▶ TO DO: From the records below, transcribe exactly the lines that begin at the line with "use std::f64::consts::PI;" and end at the line with "assert_eq!(grid.as_slice().len(), 24);", both included.

──────── DATA FOR THE TASK

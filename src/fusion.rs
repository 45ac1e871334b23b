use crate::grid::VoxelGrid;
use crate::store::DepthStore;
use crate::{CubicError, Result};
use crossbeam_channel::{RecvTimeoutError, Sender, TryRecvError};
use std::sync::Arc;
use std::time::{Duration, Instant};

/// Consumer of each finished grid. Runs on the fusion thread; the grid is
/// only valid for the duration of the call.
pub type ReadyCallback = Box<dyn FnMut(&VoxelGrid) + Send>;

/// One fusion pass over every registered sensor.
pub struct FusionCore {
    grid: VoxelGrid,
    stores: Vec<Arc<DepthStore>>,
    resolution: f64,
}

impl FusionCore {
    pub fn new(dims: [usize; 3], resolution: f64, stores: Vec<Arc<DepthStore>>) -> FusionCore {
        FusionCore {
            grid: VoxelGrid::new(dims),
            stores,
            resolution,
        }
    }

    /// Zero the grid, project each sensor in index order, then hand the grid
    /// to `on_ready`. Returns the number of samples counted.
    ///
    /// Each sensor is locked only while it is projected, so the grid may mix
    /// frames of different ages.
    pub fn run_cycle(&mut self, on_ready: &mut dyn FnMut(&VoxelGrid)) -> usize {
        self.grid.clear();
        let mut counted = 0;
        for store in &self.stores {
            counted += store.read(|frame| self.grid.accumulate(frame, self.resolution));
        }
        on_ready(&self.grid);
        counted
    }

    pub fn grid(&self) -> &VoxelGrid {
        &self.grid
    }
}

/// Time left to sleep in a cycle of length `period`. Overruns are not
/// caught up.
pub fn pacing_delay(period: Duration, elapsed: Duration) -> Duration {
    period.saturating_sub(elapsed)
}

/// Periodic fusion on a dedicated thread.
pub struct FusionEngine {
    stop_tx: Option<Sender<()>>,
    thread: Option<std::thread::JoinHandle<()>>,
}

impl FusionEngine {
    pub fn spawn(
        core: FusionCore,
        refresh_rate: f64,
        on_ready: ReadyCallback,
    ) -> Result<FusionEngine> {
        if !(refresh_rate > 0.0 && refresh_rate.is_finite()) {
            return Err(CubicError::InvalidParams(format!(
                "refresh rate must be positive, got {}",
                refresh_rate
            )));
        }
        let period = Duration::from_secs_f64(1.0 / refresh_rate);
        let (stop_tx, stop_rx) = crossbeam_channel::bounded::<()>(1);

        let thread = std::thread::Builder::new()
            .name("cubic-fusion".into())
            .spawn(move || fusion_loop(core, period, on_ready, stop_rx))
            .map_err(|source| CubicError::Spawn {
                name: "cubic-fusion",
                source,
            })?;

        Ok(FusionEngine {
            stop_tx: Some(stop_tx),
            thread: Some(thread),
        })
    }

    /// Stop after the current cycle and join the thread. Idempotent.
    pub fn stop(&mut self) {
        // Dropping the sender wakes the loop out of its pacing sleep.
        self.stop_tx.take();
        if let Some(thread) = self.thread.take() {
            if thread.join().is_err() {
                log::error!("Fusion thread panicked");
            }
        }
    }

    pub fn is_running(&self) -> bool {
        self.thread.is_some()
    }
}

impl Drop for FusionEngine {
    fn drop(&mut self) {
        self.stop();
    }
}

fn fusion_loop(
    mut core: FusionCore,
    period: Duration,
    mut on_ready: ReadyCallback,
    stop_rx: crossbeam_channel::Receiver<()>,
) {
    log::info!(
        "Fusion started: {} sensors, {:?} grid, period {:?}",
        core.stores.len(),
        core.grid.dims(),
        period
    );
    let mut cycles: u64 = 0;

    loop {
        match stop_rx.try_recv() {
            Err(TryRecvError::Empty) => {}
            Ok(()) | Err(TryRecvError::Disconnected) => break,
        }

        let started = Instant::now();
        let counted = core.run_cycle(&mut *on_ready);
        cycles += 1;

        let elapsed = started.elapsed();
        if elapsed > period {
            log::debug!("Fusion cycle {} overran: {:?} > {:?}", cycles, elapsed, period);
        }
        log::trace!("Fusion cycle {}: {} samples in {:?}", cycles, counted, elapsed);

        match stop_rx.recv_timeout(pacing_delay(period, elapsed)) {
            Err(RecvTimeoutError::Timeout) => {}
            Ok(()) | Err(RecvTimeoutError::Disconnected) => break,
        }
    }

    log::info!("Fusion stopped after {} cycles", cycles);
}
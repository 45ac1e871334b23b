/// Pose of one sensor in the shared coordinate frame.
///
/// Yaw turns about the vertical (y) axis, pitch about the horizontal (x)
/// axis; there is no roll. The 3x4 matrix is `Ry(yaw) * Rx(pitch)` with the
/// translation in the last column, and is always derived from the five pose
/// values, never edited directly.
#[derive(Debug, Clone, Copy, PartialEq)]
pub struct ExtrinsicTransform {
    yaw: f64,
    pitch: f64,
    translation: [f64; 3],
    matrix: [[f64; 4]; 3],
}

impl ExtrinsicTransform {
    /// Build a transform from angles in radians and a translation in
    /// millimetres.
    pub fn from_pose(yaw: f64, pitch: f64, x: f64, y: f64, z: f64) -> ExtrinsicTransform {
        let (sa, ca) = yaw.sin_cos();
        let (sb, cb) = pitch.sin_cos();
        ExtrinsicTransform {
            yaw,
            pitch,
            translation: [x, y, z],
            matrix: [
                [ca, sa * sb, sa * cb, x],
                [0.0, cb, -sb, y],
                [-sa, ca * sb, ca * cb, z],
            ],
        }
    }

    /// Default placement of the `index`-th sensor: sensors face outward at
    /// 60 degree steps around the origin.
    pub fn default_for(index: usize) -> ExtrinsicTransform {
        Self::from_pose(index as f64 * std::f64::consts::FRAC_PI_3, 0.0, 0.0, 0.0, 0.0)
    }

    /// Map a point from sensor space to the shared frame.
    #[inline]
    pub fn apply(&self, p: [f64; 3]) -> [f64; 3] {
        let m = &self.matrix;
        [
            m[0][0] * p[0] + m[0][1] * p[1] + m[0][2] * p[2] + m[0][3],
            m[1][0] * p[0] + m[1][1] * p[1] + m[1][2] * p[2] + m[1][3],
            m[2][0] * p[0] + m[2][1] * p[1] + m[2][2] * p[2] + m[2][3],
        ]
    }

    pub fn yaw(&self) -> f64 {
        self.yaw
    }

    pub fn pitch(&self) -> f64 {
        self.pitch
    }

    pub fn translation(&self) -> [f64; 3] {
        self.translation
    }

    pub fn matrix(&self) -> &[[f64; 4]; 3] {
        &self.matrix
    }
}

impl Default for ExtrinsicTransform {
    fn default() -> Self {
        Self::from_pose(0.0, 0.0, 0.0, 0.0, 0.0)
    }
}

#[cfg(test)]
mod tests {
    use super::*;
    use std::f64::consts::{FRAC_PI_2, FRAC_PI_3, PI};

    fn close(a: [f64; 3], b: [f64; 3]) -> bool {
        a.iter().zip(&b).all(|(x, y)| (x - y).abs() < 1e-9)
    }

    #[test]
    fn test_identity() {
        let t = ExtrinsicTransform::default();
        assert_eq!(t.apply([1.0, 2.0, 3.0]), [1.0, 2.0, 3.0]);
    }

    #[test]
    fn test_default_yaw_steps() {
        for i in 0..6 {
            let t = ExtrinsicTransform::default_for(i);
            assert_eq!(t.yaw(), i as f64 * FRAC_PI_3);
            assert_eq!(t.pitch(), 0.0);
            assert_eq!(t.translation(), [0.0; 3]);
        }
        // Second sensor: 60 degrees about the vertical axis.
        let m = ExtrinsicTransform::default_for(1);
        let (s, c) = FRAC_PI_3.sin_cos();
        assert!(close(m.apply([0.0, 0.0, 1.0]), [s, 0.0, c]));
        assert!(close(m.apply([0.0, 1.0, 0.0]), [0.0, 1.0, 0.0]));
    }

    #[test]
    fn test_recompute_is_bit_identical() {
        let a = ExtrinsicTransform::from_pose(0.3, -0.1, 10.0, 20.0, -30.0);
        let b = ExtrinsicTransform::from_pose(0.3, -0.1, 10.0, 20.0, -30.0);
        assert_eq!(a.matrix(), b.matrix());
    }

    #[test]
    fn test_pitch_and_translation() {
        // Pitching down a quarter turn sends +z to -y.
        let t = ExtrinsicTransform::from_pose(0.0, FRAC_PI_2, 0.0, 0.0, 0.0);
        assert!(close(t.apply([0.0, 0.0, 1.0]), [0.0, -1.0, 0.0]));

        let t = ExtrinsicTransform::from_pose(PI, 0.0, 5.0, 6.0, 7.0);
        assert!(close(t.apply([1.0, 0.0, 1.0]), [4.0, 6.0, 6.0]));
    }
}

────────────────
──────── DATA FOR THE TASK

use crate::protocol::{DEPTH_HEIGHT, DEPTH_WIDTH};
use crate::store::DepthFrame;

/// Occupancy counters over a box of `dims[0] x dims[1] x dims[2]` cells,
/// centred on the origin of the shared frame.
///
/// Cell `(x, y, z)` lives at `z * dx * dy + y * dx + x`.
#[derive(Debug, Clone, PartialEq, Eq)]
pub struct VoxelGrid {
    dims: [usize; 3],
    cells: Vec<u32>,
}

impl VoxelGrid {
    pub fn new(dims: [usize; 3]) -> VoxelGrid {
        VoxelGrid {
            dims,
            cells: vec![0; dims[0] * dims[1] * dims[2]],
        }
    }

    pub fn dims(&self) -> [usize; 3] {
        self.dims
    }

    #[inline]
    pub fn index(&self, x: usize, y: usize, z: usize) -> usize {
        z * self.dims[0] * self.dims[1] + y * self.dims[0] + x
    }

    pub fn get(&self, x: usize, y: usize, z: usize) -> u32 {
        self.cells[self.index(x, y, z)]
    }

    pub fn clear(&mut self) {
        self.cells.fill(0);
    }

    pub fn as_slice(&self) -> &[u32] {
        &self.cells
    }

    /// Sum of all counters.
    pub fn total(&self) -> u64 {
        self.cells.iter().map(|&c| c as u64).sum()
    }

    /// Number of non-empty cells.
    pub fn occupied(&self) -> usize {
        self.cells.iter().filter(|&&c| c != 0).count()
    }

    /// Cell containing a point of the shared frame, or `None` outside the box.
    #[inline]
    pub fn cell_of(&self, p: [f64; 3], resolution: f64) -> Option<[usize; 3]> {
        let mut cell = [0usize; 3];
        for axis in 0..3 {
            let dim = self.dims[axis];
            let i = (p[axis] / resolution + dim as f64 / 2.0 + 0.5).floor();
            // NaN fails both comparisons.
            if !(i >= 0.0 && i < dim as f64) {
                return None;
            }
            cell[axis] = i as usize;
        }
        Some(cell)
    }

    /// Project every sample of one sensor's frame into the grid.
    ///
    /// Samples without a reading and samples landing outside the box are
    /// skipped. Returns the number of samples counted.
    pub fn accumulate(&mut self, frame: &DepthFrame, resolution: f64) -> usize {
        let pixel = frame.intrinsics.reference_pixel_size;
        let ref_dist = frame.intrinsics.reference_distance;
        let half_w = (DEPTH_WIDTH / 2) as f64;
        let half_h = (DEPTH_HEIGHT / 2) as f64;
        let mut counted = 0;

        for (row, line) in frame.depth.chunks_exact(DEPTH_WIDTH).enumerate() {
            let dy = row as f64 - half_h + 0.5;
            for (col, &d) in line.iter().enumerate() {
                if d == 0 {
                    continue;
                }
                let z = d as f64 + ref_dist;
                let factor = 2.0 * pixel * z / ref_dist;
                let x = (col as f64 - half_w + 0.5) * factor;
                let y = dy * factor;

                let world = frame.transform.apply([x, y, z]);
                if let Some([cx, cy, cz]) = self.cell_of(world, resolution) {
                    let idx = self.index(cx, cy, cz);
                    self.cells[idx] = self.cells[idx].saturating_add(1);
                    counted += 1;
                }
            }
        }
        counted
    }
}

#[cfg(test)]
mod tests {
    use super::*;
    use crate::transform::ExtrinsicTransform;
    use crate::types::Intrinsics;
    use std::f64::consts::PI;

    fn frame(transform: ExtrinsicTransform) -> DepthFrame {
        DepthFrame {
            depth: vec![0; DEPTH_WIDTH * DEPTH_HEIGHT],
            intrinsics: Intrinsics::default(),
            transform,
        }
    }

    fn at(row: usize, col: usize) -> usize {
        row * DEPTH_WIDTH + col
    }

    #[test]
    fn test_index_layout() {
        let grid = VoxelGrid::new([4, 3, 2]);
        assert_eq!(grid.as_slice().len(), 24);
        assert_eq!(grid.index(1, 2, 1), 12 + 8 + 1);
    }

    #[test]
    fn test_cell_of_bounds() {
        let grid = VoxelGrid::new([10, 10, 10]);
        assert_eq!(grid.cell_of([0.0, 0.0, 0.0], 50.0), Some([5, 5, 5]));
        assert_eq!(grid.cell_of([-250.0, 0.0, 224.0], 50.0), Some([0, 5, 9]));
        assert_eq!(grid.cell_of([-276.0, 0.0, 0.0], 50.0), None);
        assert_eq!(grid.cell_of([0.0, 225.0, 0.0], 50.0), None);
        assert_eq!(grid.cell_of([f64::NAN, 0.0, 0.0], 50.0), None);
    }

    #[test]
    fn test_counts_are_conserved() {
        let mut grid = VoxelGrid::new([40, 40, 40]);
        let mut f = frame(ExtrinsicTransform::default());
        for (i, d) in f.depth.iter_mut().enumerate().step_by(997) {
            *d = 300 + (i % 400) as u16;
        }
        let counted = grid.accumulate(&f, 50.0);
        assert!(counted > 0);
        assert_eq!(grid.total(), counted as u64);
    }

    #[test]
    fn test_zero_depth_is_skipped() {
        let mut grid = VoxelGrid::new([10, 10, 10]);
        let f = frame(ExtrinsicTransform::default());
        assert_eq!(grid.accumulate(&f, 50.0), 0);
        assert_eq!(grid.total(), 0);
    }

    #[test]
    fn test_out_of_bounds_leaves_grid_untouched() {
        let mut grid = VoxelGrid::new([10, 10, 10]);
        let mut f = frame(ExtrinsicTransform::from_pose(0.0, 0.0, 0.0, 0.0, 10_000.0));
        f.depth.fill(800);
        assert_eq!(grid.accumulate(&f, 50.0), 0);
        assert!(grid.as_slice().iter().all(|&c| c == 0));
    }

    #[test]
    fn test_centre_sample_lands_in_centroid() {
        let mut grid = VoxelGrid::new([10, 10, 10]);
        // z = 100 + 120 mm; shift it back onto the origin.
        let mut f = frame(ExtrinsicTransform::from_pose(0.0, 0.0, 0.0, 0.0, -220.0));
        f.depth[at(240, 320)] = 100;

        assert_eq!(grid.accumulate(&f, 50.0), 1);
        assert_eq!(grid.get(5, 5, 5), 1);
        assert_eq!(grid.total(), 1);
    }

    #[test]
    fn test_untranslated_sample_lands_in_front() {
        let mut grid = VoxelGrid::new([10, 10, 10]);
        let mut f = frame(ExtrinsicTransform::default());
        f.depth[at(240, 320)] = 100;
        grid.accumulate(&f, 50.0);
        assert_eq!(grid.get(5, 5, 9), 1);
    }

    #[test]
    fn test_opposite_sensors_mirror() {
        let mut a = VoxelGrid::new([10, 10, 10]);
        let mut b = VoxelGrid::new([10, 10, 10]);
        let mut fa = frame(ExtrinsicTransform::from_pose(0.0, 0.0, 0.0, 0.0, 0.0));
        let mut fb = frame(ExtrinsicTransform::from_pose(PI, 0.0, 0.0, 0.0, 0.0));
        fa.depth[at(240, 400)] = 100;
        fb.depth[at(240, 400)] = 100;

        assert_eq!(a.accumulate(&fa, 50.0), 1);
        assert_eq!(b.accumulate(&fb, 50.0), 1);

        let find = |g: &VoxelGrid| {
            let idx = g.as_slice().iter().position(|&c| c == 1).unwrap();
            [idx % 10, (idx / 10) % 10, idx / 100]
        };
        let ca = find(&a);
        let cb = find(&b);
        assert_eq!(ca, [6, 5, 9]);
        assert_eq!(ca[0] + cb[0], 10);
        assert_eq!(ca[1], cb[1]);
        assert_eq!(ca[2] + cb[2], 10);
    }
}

────────────────
──────── DATA FOR THE TASK

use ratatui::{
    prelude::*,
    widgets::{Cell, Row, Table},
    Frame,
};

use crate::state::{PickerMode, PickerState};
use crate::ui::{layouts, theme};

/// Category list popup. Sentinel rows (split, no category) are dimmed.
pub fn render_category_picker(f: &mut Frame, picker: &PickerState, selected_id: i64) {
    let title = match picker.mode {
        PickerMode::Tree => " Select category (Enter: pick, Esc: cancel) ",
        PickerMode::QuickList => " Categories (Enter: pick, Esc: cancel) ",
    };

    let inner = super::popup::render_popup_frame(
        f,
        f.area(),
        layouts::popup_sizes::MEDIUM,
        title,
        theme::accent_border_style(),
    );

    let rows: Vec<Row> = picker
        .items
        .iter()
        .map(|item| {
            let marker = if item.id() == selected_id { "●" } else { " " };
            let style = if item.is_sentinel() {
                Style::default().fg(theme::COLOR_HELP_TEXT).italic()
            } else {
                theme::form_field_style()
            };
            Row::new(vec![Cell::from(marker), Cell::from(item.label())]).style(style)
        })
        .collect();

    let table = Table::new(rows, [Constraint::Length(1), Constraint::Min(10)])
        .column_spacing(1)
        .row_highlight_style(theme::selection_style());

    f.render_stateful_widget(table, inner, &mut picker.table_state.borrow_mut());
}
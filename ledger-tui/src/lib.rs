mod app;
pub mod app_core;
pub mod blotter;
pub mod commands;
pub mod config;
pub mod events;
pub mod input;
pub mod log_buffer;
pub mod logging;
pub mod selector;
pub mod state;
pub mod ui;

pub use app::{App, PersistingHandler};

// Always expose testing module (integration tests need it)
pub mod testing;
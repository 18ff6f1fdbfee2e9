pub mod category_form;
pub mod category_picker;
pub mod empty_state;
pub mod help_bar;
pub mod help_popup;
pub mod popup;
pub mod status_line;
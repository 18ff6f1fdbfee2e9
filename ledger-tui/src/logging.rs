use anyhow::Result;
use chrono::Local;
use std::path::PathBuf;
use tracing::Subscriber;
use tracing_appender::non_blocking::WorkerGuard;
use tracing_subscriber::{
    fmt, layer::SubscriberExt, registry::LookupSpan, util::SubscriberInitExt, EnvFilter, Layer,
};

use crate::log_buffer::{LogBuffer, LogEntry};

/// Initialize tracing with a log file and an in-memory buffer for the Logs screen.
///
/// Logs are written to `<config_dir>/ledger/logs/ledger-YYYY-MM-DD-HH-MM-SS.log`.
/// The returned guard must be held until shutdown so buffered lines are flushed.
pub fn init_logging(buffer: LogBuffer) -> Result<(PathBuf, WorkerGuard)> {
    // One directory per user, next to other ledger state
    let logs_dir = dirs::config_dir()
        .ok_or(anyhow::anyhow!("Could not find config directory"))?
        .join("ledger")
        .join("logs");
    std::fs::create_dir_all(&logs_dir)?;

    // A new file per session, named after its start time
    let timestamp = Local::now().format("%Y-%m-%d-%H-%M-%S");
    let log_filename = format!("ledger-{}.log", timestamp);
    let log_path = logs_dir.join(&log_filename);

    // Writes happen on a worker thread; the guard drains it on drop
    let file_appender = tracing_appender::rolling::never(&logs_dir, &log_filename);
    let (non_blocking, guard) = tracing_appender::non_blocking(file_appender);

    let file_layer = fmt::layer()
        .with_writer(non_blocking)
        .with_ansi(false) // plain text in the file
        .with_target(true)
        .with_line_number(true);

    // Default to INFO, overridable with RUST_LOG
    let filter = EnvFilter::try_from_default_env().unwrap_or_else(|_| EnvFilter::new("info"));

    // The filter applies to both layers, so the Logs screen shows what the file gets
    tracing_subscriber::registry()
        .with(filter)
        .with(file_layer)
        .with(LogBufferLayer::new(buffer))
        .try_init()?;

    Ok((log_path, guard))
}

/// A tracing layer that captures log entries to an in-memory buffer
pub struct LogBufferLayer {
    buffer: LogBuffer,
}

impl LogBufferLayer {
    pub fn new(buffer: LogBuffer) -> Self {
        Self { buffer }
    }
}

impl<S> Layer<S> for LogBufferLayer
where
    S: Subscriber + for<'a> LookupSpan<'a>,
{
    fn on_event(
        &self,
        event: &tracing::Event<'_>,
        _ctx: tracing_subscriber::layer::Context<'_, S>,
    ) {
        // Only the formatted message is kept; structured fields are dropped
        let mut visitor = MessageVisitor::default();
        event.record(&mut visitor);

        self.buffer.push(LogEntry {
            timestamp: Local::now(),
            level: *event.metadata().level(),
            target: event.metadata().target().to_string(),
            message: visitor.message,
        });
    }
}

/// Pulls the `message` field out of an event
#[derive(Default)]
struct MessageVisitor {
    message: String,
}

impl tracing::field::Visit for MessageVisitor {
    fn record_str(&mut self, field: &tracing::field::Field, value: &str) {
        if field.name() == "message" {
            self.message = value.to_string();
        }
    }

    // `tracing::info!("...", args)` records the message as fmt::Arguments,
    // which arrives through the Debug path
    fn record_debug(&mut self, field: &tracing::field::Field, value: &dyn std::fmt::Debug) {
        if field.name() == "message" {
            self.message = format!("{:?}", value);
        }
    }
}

────────────────

▶ RESPONSE AREA:
    use std::f64::consts::PI;

    fn frame(transform: ExtrinsicTransform) -> DepthFrame {
        DepthFrame {
            depth: vec![0; DEPTH_WIDTH * DEPTH_HEIGHT],
            intrinsics: Intrinsics::default(),
            transform,
        }
    }

    fn at(row: usize, col: usize) -> usize {
        row * DEPTH_WIDTH + col
    }

    #[test]
    fn test_index_layout() {
        let grid = VoxelGrid::new([4, 3, 2]);
        assert_eq!(grid.as_slice().len(), 24);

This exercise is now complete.